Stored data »

● ● ●

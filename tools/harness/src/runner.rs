#![deny(clippy::unwrap_used)]
#![deny(clippy::expect_used)]
#![deny(clippy::panic)]

//! Benchmark runner driving the warmup/measure/fork protocol

use crate::config::HarnessConfig;
use crate::error::{HarnessError, Result};
use crate::metrics::{IterationRecord, RecordWriter, Statistics};
use crate::process::ForkProcess;
use collbench_suite::{Fixtures, Operation};
use itertools::Itertools;
use regex::Regex;
use serde::{Deserialize, Serialize};
use std::hint::black_box;
use std::io::Write;
use std::path::{Path, PathBuf};
use std::time::{Duration, Instant};
use tracing::{debug, info, warn};

/// Include pattern that selects the whole suite
pub const DEFAULT_INCLUDE: &str = ".*collection_initialization.*";

/// Lifecycle of one operation inside one fork
#[derive(Debug, Clone, Copy, PartialEq, Eq, Hash, Serialize, Deserialize)]
#[serde(rename_all = "snake_case")]
pub enum Phase {
    /// Process started, fixtures not built yet
    Cold,
    /// Iterations whose results are discarded
    Warmup,
    /// Iterations whose results are recorded
    Measure,
    Done,
}

impl Phase {
    /// Next phase in the lifecycle; `Done` is terminal
    #[must_use]
    pub const fn next(self) -> Self {
        match self {
            Self::Cold => Self::Warmup,
            Self::Warmup => Self::Measure,
            Self::Measure | Self::Done => Self::Done,
        }
    }
}

/// Aggregated result for one operation
#[derive(Debug, Clone, PartialEq, Serialize, Deserialize)]
pub struct BenchmarkResult {
    /// Suite-qualified operation name
    benchmark: String,

    operation: Operation,

    /// Always `avgt` (average time per invocation)
    mode: String,

    /// Always `ns/op`
    unit: String,

    statistics: Statistics,

    /// Every measurement score, fork by fork
    scores: Vec<f64>,
}

impl BenchmarkResult {
    /// Aggregate measurement records collected across all forks
    #[must_use]
    pub fn from_records(operation: Operation, records: &[IterationRecord]) -> Self {
        let scores: Vec<f64> = records.iter().map(IterationRecord::score).collect();
        Self {
            benchmark: operation.full_name(),
            operation,
            mode: "avgt".to_string(),
            unit: "ns/op".to_string(),
            statistics: Statistics::from_samples(&scores),
            scores,
        }
    }

    #[must_use]
    pub fn benchmark(&self) -> &str {
        &self.benchmark
    }

    #[must_use]
    pub const fn operation(&self) -> Operation {
        self.operation
    }

    #[must_use]
    pub fn mode(&self) -> &str {
        &self.mode
    }

    #[must_use]
    pub fn unit(&self) -> &str {
        &self.unit
    }

    #[must_use]
    pub const fn statistics(&self) -> &Statistics {
        &self.statistics
    }

    #[must_use]
    pub fn scores(&self) -> &[f64] {
        &self.scores
    }
}

/// Operations whose suite-qualified name matches `pattern`, in suite order
///
/// # Errors
///
/// Returns error if the pattern is not a valid regex or matches nothing
pub fn select_operations(pattern: &str) -> Result<Vec<Operation>> {
    let regex = Regex::new(pattern).map_err(|e| HarnessError::InvalidPattern {
        pattern: pattern.to_string(),
        reason: e.to_string(),
    })?;

    let selected: Vec<Operation> = Operation::ALL
        .into_iter()
        .filter(|op| regex.is_match(&op.full_name()))
        .collect();

    if selected.is_empty() {
        Err(HarnessError::NoMatchingOperations(pattern.to_string()))
    } else {
        Ok(selected)
    }
}

/// Invoke `operation` back to back until `budget` has elapsed
///
/// Always completes at least one invocation.
fn run_iteration(operation: Operation, fixtures: &Fixtures, budget: Duration) -> (u64, Duration) {
    let start = Instant::now();
    let mut ops = 0_u64;
    loop {
        black_box(operation.execute(black_box(fixtures)));
        ops += 1;
        let elapsed = start.elapsed();
        if elapsed >= budget {
            return (ops, elapsed);
        }
    }
}

/// Run one fork's worth of the protocol in the current process
///
/// Walks COLD → WARMUP → MEASURE → DONE: builds the fixtures, runs the warmup
/// iterations, then the measurement iterations. Every record is written to
/// `sink` as it completes; the measurement records are returned.
///
/// # Errors
///
/// Returns error if writing a record fails
pub fn run_fork<W: Write>(
    config: &HarnessConfig,
    operation: Operation,
    sink: W,
) -> Result<Vec<IterationRecord>> {
    let mut writer = RecordWriter::new(sink);
    let mut measured = Vec::with_capacity(config.measurement_iterations() as usize);

    let mut phase = Phase::Cold;
    let fixtures = Fixtures::setup();
    debug!(%operation, ?phase, "fixtures ready");

    while phase != Phase::Done {
        phase = phase.next();
        let (iterations, budget) = match phase {
            Phase::Warmup => (config.warmup_iterations(), config.warmup_time()),
            Phase::Measure => (config.measurement_iterations(), config.measurement_time()),
            Phase::Cold | Phase::Done => continue,
        };

        for index in 0..iterations {
            let (ops, elapsed) = run_iteration(operation, &fixtures, budget);
            let record = IterationRecord::new(phase, index, ops, elapsed);
            debug!(
                %operation,
                ?phase,
                index,
                ops,
                score = record.score(),
                "iteration complete"
            );
            writer.write(&record)?;
            if phase == Phase::Measure {
                measured.push(record);
            }
        }
    }

    Ok(measured)
}

/// Runs selected operations under a [`HarnessConfig`]
pub struct BenchmarkRunner {
    config: HarnessConfig,
    executable: Option<PathBuf>,
}

impl BenchmarkRunner {
    /// Create a new runner; forks re-execute the current binary
    #[must_use]
    pub const fn new(config: HarnessConfig) -> Self {
        Self {
            config,
            executable: None,
        }
    }

    /// Launch forks from `executable` instead of the current binary
    #[must_use]
    pub fn with_executable(mut self, executable: PathBuf) -> Self {
        self.executable = Some(executable);
        self
    }

    #[must_use]
    pub const fn config(&self) -> &HarnessConfig {
        &self.config
    }

    /// Measure every operation, one after another
    ///
    /// # Errors
    ///
    /// Returns the first failure; remaining operations are not run
    pub fn run(&self, operations: &[Operation]) -> Result<Vec<BenchmarkResult>> {
        operations
            .iter()
            .map(|&operation| self.run_operation(operation))
            .collect()
    }

    /// Measure one operation across all configured forks
    ///
    /// # Errors
    ///
    /// Returns error if a fork cannot be launched, fails, or reports too few
    /// measurement iterations
    pub fn run_operation(&self, operation: Operation) -> Result<BenchmarkResult> {
        info!(
            benchmark = %operation.full_name(),
            forks = self.config.forks(),
            warmup = self.config.warmup_iterations(),
            measurement = self.config.measurement_iterations(),
            "running benchmark"
        );

        let records = if self.config.forks() == 0 {
            warn!(%operation, "forking disabled, results may include warm state from earlier operations");
            run_fork(&self.config, operation, std::io::sink())?
        } else {
            let executable = self.executable()?;
            (1..=self.config.forks())
                .map(|fork| self.run_forked(&executable, operation, fork))
                .flatten_ok()
                .collect::<Result<Vec<_>>>()?
        };

        let result = BenchmarkResult::from_records(operation, &records);
        info!(
            benchmark = %result.benchmark(),
            score = result.statistics().mean(),
            error = result.statistics().error(),
            "benchmark complete"
        );
        Ok(result)
    }

    fn run_forked(
        &self,
        executable: &Path,
        operation: Operation,
        fork: u32,
    ) -> Result<Vec<IterationRecord>> {
        info!(%operation, fork, of = self.config.forks(), "starting fork");

        let records = ForkProcess::spawn(executable, operation, &self.config)?.collect(fork)?;
        check_measurements(
            operation,
            fork,
            self.config.measurement_iterations(),
            records,
        )
    }

    fn executable(&self) -> Result<PathBuf> {
        match &self.executable {
            Some(path) => Ok(path.clone()),
            None => std::env::current_exe().map_err(|e| {
                HarnessError::ForkSpawnFailed(format!("cannot locate current executable: {e}"))
            }),
        }
    }
}

/// Keep the measurement records of one fork, rejecting a short or empty run
fn check_measurements(
    operation: Operation,
    fork: u32,
    expected: u32,
    records: Vec<IterationRecord>,
) -> Result<Vec<IterationRecord>> {
    let measured: Vec<IterationRecord> = records
        .into_iter()
        .filter(|record| record.phase() == Phase::Measure)
        .collect();

    if measured.len() != expected as usize {
        return Err(HarnessError::MissingIterations {
            operation: operation.name().to_string(),
            fork,
            expected,
            actual: measured.len(),
        });
    }

    if let Some(empty) = measured.iter().find(|record| record.ops() == 0) {
        warn!(%operation, fork, index = empty.index(), "iteration completed no invocations");
        return Err(HarnessError::EmptyIteration {
            operation: operation.name().to_string(),
            fork,
            index: empty.index(),
        });
    }

    Ok(measured)
}
//! End-to-end tests running the real `collbench` binary.
//!
//! Iteration times are cut to a few milliseconds so forked and in-process runs
//! finish quickly; the protocol is otherwise the standard one.

#![allow(clippy::unwrap_used)]
#![allow(clippy::expect_used)]
#![allow(clippy::panic)]

use std::process::{Command, Output};

const QUICK: [&str; 8] = [
    "--warmup-iterations",
    "1",
    "--warmup-time",
    "2ms",
    "--measurement-iterations",
    "2",
    "--measurement-time",
    "2ms",
];

/// Test helper: run the binary with the given arguments
fn collbench(args: &[&str]) -> Output {
    match Command::new(env!("CARGO_BIN_EXE_collbench"))
        .args(args)
        .env("RUST_LOG", "warn")
        .output()
    {
        Ok(output) => output,
        Err(e) => panic!("failed to launch collbench: {e}"),
    }
}

fn stdout_of(output: &Output) -> String {
    String::from_utf8_lossy(&output.stdout).into_owned()
}

fn data_rows(stdout: &str) -> Vec<&str> {
    stdout
        .lines()
        .filter(|line| line.starts_with("collection_initialization."))
        .collect()
}

#[test]
fn test_list_shows_every_operation() {
    let output = collbench(&["list"]);
    assert!(output.status.success());

    let stdout = stdout_of(&output);
    let names: Vec<&str> = stdout.lines().collect();
    assert_eq!(names.len(), 14);
    assert!(names.contains(&"collection_initialization.create_array_list_from_set_iteratively"));
    assert!(names.contains(&"collection_initialization.create_hash_set_from_array_list"));
}

#[test]
fn test_in_process_run_prints_table() {
    let mut args = vec!["create_array_list_from_array_list$", "--forks", "0"];
    args.extend(QUICK);
    let output = collbench(&args);
    assert!(output.status.success(), "{output:?}");

    let stdout = stdout_of(&output);
    assert!(stdout.lines().next().unwrap().starts_with("Benchmark"));

    let rows = data_rows(&stdout);
    assert_eq!(rows.len(), 1);
    let columns: Vec<&str> = rows[0].split_whitespace().collect();
    assert_eq!(
        columns[0],
        "collection_initialization.create_array_list_from_array_list"
    );
    assert_eq!(columns[1], "avgt");
    assert_eq!(columns[2], "2");
    assert_eq!(columns.last(), Some(&"ns/op"));
}

#[test]
fn test_forked_run_aggregates_all_forks() {
    let mut args = vec!["run", "hash_set_from_(set|linked_list)$", "--forks", "2"];
    args.extend(QUICK);
    let output = collbench(&args);
    assert!(output.status.success(), "{output:?}");

    let stdout = stdout_of(&output);
    let rows = data_rows(&stdout);
    assert_eq!(rows.len(), 2);
    for row in rows {
        let columns: Vec<&str> = row.split_whitespace().collect();
        // 2 forks x 2 measurement iterations
        assert_eq!(columns[2], "4", "{row}");
        assert!(row.contains('±'), "{row}");
    }
}

#[test]
fn test_json_report() {
    let mut args = vec![
        "create_linked_list_from_set$",
        "--forks",
        "1",
        "--format",
        "json",
    ];
    args.extend(QUICK);
    let output = collbench(&args);
    assert!(output.status.success(), "{output:?}");

    let report: serde_json::Value = serde_json::from_str(&stdout_of(&output)).unwrap();
    assert_eq!(report["suite_name"], "collection_initialization");
    assert_eq!(report["results"][0]["operation"], "create_linked_list_from_set");
    assert_eq!(report["results"][0]["statistics"]["count"], 2);
    assert_eq!(report["results"][0]["scores"].as_array().map(Vec::len), Some(2));
}

#[test]
fn test_fork_streams_iteration_records() {
    let mut args = vec!["fork", "--operation", "create_hash_set_from_set"];
    args.extend(QUICK);
    let output = collbench(&args);
    assert!(output.status.success(), "{output:?}");

    let stdout = stdout_of(&output);
    let records: Vec<serde_json::Value> = stdout
        .lines()
        .map(|line| serde_json::from_str(line).unwrap())
        .collect();

    let phases: Vec<&str> = records
        .iter()
        .map(|r| r["phase"].as_str().unwrap())
        .collect();
    assert_eq!(phases, vec!["warmup", "measure", "measure"]);
    assert!(records.iter().all(|r| r["ops"].as_u64().unwrap() > 0));
}

#[test]
fn test_unmatched_pattern_fails() {
    let output = collbench(&["create_tree_from_set", "--forks", "0"]);
    assert!(!output.status.success());
    assert_eq!(output.status.code(), Some(1));

    let stderr = String::from_utf8_lossy(&output.stderr);
    assert!(stderr.contains("no operation matches"), "{stderr}");
}

#[test]
fn test_invalid_parameters_fail() {
    let output = collbench(&["--measurement-iterations", "0", "--forks", "0"]);
    assert_eq!(output.status.code(), Some(1));

    let stderr = String::from_utf8_lossy(&output.stderr);
    assert!(stderr.contains("measurement iterations must be greater than 0"), "{stderr}");
}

● ● ●

If a line comes after the one containing "inside one fork", leave it out; set down every line of the data before it, and that line itself, exactly.

filename tools/harness/src/runner.rs
#![deny(clippy::unwrap_used)]
#![deny(clippy::expect_used)]
#![deny(clippy::panic)]

//! Benchmark runner driving the warmup/measure/fork protocol

use crate::config::HarnessConfig;
use crate::error::{HarnessError, Result};
use crate::metrics::{IterationRecord, RecordWriter, Statistics};
use crate::process::ForkProcess;
use collbench_suite::{Fixtures, Operation};
use itertools::Itertools;
use regex::Regex;
use serde::{Deserialize, Serialize};
use std::hint::black_box;
use std::io::Write;
use std::path::{Path, PathBuf};
use std::time::{Duration, Instant};
use tracing::{debug, info, warn};

/// Include pattern that selects the whole suite
pub const DEFAULT_INCLUDE: &str = ".*collection_initialization.*";

/// Lifecycle of one operation inside one fork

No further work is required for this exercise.